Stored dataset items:
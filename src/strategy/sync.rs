//! Synchronous processing strategy
//!
//! Single-threaded scan replay: events stream through the iterator-based
//! reader and settle one at a time against the demo-seeded service.
//!
//! # Design
//!
//! The strategy focuses on orchestration, delegating:
//! - CSV parsing to `SyncReader` (iterator interface)
//! - Settlement to `RewardsService` (business logic)
//! - CSV output to `csv_format::write_wallets_csv` (format handling)

use crate::core::RewardsService;
use crate::io::csv_format::write_wallets_csv;
use crate::io::sync_reader::SyncReader;
use crate::strategy::ProcessingStrategy;
use std::io::Write;
use std::path::Path;
use tracing::warn;

/// Synchronous processing strategy
///
/// Settles scan events sequentially in file order. Send + Sync so it can
/// be driven from multi-threaded hosts even though processing itself is
/// single-threaded.
#[derive(Debug, Clone, Copy)]
pub struct SyncProcessingStrategy;

impl ProcessingStrategy for SyncProcessingStrategy {
    /// Process scan events from input file and write wallet summaries
    ///
    /// 1. Seeds a fresh demo service
    /// 2. Streams events through a SyncReader
    /// 3. Settles each event, logging recoverable failures
    /// 4. Writes the final wallet summaries to output
    ///
    /// Fatal errors (file not found, output I/O) are returned; individual
    /// parse or settlement failures are logged and skipped.
    fn process(&self, input_path: &Path, output: &mut dyn Write) -> Result<(), String> {
        let service = RewardsService::with_demo_data();

        let reader = SyncReader::new(input_path)?;

        for result in reader {
            match result {
                Ok(scan) => {
                    if let Err(e) =
                        service.settle_disposal(&scan.bin_id, &scan.product_id, &scan.user_id)
                    {
                        warn!(bin = %scan.bin_id, "Settlement error: {}", e);
                    }
                }
                Err(e) => {
                    warn!("CSV parsing error: {}", e);
                }
            }
        }

        write_wallets_csv(&service.wallet_summaries(), output)?;

        Ok(())
    }
}
//! Error types for the store layer.

use thiserror::Error;

/// Result type for store operations.
pub type StoreResult<T> = Result<T, StoreError>;

/// Errors that can occur in store operations.
#[derive(Debug, Error)]
pub enum StoreError {
    /// Database error from SQLite.
    #[error("database error: {0}")]
    Database(#[from] rusqlite::Error),

    /// Serialization/deserialization error.
    #[error("serialization error: {0}")]
    Serialization(#[from] serde_json::Error),

    /// A unique constraint was violated (duplicate license key or
    /// reference id raced past the existence check).
    #[error("unique constraint violated: {0}")]
    Duplicate(String),

    /// Stored data failed to parse back into domain types.
    #[error("corrupt stored data: {0}")]
    Corrupt(String),

    /// The connection mutex was poisoned by a panicking thread.
    #[error("store lock poisoned")]
    LockPoisoned,

    /// IO error (file system).
    #[error("IO error: {0}")]
    Io(#[from] std::io::Error),
}

impl StoreError {
    /// Returns true if the underlying SQLite error is a unique
    /// constraint violation.
    #[must_use]
    pub fn is_unique_violation(err: &rusqlite::Error) -> bool {
        matches!(
            err,
            rusqlite::Error::SqliteFailure(e, _)
                if e.code == rusqlite::ErrorCode::ConstraintViolation
        )
    }
}
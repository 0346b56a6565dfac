//! The trial ledger service.

use crate::anomaly::{self, AnomalyConfig, AnomalyContext, AnomalyReport};
use crate::error::{TrialError, TrialResult};
use chrono::{Duration, Utc};
use keygate_store::{ConsumeOutcome, GrantOutcome, Store};
use keygate_types::{
    ActorRole, CreditLedgerEntry, DeviceFingerprint, DeviceSignals, Page, TrialGuestId,
    TrialRecord, TrialStatus,
};
use serde::{Deserialize, Serialize};
use std::sync::Arc;
use tracing::{info, warn};

/// Trial ledger configuration.
#[derive(Debug, Clone, Serialize, Deserialize)]
pub struct TrialConfig {
    /// Credits allocated to a newly created trial.
    pub credits_allocated: i64,
    /// Ledger entries returned by the stats read.
    pub recent_entries_limit: u32,
    /// Escalation policy layered over the anomaly detector.
    pub policy: TrialPolicy,
}

impl Default for TrialConfig {
    fn default() -> Self {
        Self {
            credits_allocated: 50,
            recent_entries_limit: 20,
            policy: TrialPolicy::default(),
        }
    }
}

/// What the service does with anomaly findings beyond annotation.
#[derive(Debug, Clone, Copy, Default, Serialize, Deserialize)]
pub struct TrialPolicy {
    /// Suspend an active trial as soon as suspicion heuristics fire.
    /// Off by default: detection stays advisory unless ops opts in.
    pub auto_suspend_suspicious: bool,
}

/// Outcome of an eligibility check, shaped for the client.
#[derive(Debug, Clone, Serialize, Deserialize)]
pub struct Eligibility {
    /// Whether the trial may consume credits right now.
    pub eligible: bool,
    /// Machine-readable refusal reason, when not eligible.
    pub reason: Option<String>,
    /// Human-readable summary.
    pub message: String,
    /// Opaque id the client stores and reports back.
    pub trial_guest_id: Option<TrialGuestId>,
    /// Balance after this check.
    pub credits_remaining: Option<i64>,
    /// Current trial status.
    pub status: TrialStatus,
    /// True once the trial is exhausted and a license is the way forward.
    pub requires_activation: bool,
    /// Advisory VM flag.
    pub is_vm_detected: bool,
    /// Advisory suspicion flag.
    pub is_suspicious: bool,
}

/// Read-only trial snapshot with recent ledger entries.
#[derive(Debug, Clone, Serialize, Deserialize)]
pub struct TrialStats {
    /// The trial record.
    #[serde(flatten)]
    pub record: TrialRecord,
    /// Balance derived from the record.
    pub credits_remaining: i64,
    /// Recent ledger entries, newest first.
    pub credit_ledger: Vec<CreditLedgerEntry>,
}

/// The trial credit ledger service.
///
/// Owns eligibility, consumption, stats, and the admin reads over trial
/// records. All state lives in the injected [`Store`].
pub struct TrialLedger {
    store: Arc<Store>,
    config: TrialConfig,
    anomaly: AnomalyConfig,
}

impl TrialLedger {
    /// Builds a ledger over the given store.
    #[must_use]
    pub fn new(store: Arc<Store>, config: TrialConfig, anomaly: AnomalyConfig) -> Self {
        Self {
            store,
            config,
            anomaly,
        }
    }

    /// Checks (and on first sight, establishes) trial eligibility for a
    /// device. Touches `last_seen_at` and refreshes anomaly annotation
    /// on every call.
    pub fn check_eligibility(
        &self,
        fingerprint: &DeviceFingerprint,
        signals: &DeviceSignals,
    ) -> TrialResult<Eligibility> {
        signals.validate()?;
        let now = Utc::now();

        let existing = self
            .store
            .trial_by_pair(fingerprint.as_str(), &signals.hardware_signature)?;

        let record = match existing {
            Some(record) => {
                self.store.touch_last_seen(record.trial_guest_id, now)?;
                let report = self.assess(signals, &record)?;
                self.annotate(&record, &report)?;
                let status = self.escalate(&record, &report)?;
                TrialRecord {
                    status,
                    last_seen_at: now,
                    is_vm_detected: record.is_vm_detected || report.vm_detected,
                    is_suspicious: record.is_suspicious || report.suspicious,
                    ..record
                }
            }
            None => self.create_trial(fingerprint, signals)?,
        };

        Ok(self.eligibility_of(&record))
    }

    /// Consumes one credit for a billable action.
    ///
    /// Consumption reports only the fingerprint, so when a fingerprint
    /// has trials under several hardware signatures the charge goes to
    /// the newest trial (latest `first_seen_at`), matching what the
    /// most recent eligibility check established.
    ///
    /// Passing the same `reference_id` twice returns the original entry
    /// without a second charge.
    pub fn consume_credit(
        &self,
        fingerprint: &DeviceFingerprint,
        action: &str,
        reference_id: Option<&str>,
        metadata: Option<&serde_json::Value>,
    ) -> TrialResult<CreditLedgerEntry> {
        let now = Utc::now();
        let outcome = self.store.consume_credit(
            fingerprint.as_str(),
            action,
            reference_id,
            metadata,
            now,
        )?;

        match outcome {
            ConsumeOutcome::Applied { entry, record } => {
                info!(
                    fingerprint = fingerprint.as_str(),
                    action,
                    remaining = record.credits_remaining(),
                    "credit consumed"
                );
                // Velocity can only be re-assessed after the append.
                let window = Duration::seconds(self.anomaly.velocity_window_secs);
                let consumes = self
                    .store
                    .consumes_since(record.trial_guest_id, now - window)?;
                let report = anomaly::assess_velocity(consumes, &self.anomaly);
                if report.suspicious {
                    self.annotate(&record, &report)?;
                    self.escalate(&record, &report)?;
                }
                Ok(entry)
            }
            ConsumeOutcome::Duplicate { entry, .. } => Ok(entry),
            ConsumeOutcome::InsufficientCredits => Err(TrialError::InsufficientCredits),
            ConsumeOutcome::NotActive(status) => Err(TrialError::NotEligible(format!(
                "trial is {}",
                status.as_str()
            ))),
            ConsumeOutcome::NotFound => {
                Err(TrialError::NotEligible("no trial for this device".into()))
            }
        }
    }

    /// Read-only snapshot of a trial and its recent ledger. Does not
    /// touch `last_seen_at`; observation is not usage.
    pub fn stats(&self, fingerprint: &DeviceFingerprint) -> TrialResult<TrialStats> {
        let record = self
            .store
            .trial_by_fingerprint(fingerprint.as_str())?
            .ok_or(TrialError::NotFound)?;
        let credit_ledger = self
            .store
            .recent_entries(record.trial_guest_id, self.config.recent_entries_limit)?;
        Ok(TrialStats {
            credits_remaining: record.credits_remaining(),
            record,
            credit_ledger,
        })
    }

    /// Grants extra credits to a trial (admin support action). Re-opens
    /// an exhausted trial when the balance becomes positive.
    pub fn grant_credits(
        &self,
        role: ActorRole,
        fingerprint: &DeviceFingerprint,
        amount: i64,
        action: &str,
    ) -> TrialResult<TrialRecord> {
        if !role.is_admin() {
            return Err(TrialError::Forbidden);
        }
        if amount <= 0 {
            return Err(TrialError::InvalidGrantAmount);
        }
        match self
            .store
            .grant_credits(fingerprint.as_str(), amount, action, Utc::now())?
        {
            GrantOutcome::Applied { record, .. } => {
                info!(
                    fingerprint = fingerprint.as_str(),
                    amount, "credits granted"
                );
                Ok(record)
            }
            GrantOutcome::NotFound => Err(TrialError::NotFound),
        }
    }

    /// Pages through all trials (admin read).
    pub fn list_trials(&self, role: ActorRole, page: Page) -> TrialResult<Vec<TrialRecord>> {
        if !role.is_admin() {
            return Err(TrialError::Forbidden);
        }
        Ok(self.store.list_trials(page)?)
    }

    /// Pages through anomaly-flagged trials (admin read).
    pub fn list_suspicious(&self, role: ActorRole, page: Page) -> TrialResult<Vec<TrialRecord>> {
        if !role.is_admin() {
            return Err(TrialError::Forbidden);
        }
        Ok(self.store.list_suspicious_trials(page)?)
    }

    fn create_trial(
        &self,
        fingerprint: &DeviceFingerprint,
        signals: &DeviceSignals,
    ) -> TrialResult<TrialRecord> {
        let now = Utc::now();
        let prefix = anomaly::signature_prefix(&signals.hardware_signature, &self.anomaly);
        let context = AnomalyContext {
            sibling_trials: self.store.trials_with_signature_prefix(prefix)?,
            consumes_in_window: 0,
        };
        let report = anomaly::assess(signals, &context, &self.anomaly);

        let record = TrialRecord {
            trial_guest_id: TrialGuestId::new(),
            device_fingerprint: fingerprint.as_str().to_string(),
            hardware_signature: signals.hardware_signature.clone(),
            status: TrialStatus::Active,
            credits_allocated: self.config.credits_allocated,
            credits_used: 0,
            is_vm_detected: report.vm_detected,
            is_suspicious: report.suspicious,
            first_seen_at: now,
            last_seen_at: now,
            trial_started_at: now,
        };
        self.store.insert_trial(&record)?;
        info!(
            fingerprint = fingerprint.as_str(),
            guest = %record.trial_guest_id,
            credits = record.credits_allocated,
            vm = report.vm_detected,
            suspicious = report.suspicious,
            "trial created"
        );
        if !report.reasons.is_empty() {
            warn!(guest = %record.trial_guest_id, reasons = ?report.reasons, "anomaly flags at creation");
        }
        Ok(record)
    }

    fn assess(&self, signals: &DeviceSignals, record: &TrialRecord) -> TrialResult<AnomalyReport> {
        let prefix = anomaly::signature_prefix(&record.hardware_signature, &self.anomaly);
        let window = Duration::seconds(self.anomaly.velocity_window_secs);
        let context = AnomalyContext {
            sibling_trials: self.store.trials_with_signature_prefix(prefix)?,
            consumes_in_window: self
                .store
                .consumes_since(record.trial_guest_id, Utc::now() - window)?,
        };
        Ok(anomaly::assess(signals, &context, &self.anomaly))
    }

    fn annotate(&self, record: &TrialRecord, report: &AnomalyReport) -> TrialResult<()> {
        if report.vm_detected || report.suspicious {
            self.store
                .set_anomaly_flags(record.trial_guest_id, report.vm_detected, report.suspicious)?;
            warn!(guest = %record.trial_guest_id, reasons = ?report.reasons, "anomaly flags updated");
        }
        Ok(())
    }

    /// Applies the escalation policy, returning the trial's status after
    /// any transition.
    fn escalate(&self, record: &TrialRecord, report: &AnomalyReport) -> TrialResult<TrialStatus> {
        if self.config.policy.auto_suspend_suspicious
            && report.suspicious
            && record.status == TrialStatus::Active
        {
            self.store
                .set_trial_status(record.trial_guest_id, TrialStatus::Suspended)?;
            warn!(guest = %record.trial_guest_id, "trial auto-suspended by policy");
            return Ok(TrialStatus::Suspended);
        }
        Ok(record.status)
    }

    fn eligibility_of(&self, record: &TrialRecord) -> Eligibility {
        let remaining = record.credits_remaining();
        match record.status {
            TrialStatus::Active => Eligibility {
                eligible: true,
                reason: None,
                message: format!("trial active, {remaining} credits remaining"),
                trial_guest_id: Some(record.trial_guest_id),
                credits_remaining: Some(remaining),
                status: record.status,
                requires_activation: false,
                is_vm_detected: record.is_vm_detected,
                is_suspicious: record.is_suspicious,
            },
            TrialStatus::Exhausted => Eligibility {
                eligible: false,
                reason: Some("trial_exhausted".into()),
                message: "trial credits exhausted; activate a license to continue".into(),
                trial_guest_id: Some(record.trial_guest_id),
                credits_remaining: Some(0),
                status: record.status,
                requires_activation: true,
                is_vm_detected: record.is_vm_detected,
                is_suspicious: record.is_suspicious,
            },
            TrialStatus::Suspended => Eligibility {
                eligible: false,
                reason: Some("trial_suspended".into()),
                message: "trial suspended; contact support".into(),
                trial_guest_id: Some(record.trial_guest_id),
                credits_remaining: Some(remaining),
                status: record.status,
                requires_activation: false,
                is_vm_detected: record.is_vm_detected,
                is_suspicious: record.is_suspicious,
            },
        }
    }
}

• Task: Check each line of the entries above, and show every one holding the word "created".

• Task response:
    /// Credits allocated to a newly created trial.
            "trial created"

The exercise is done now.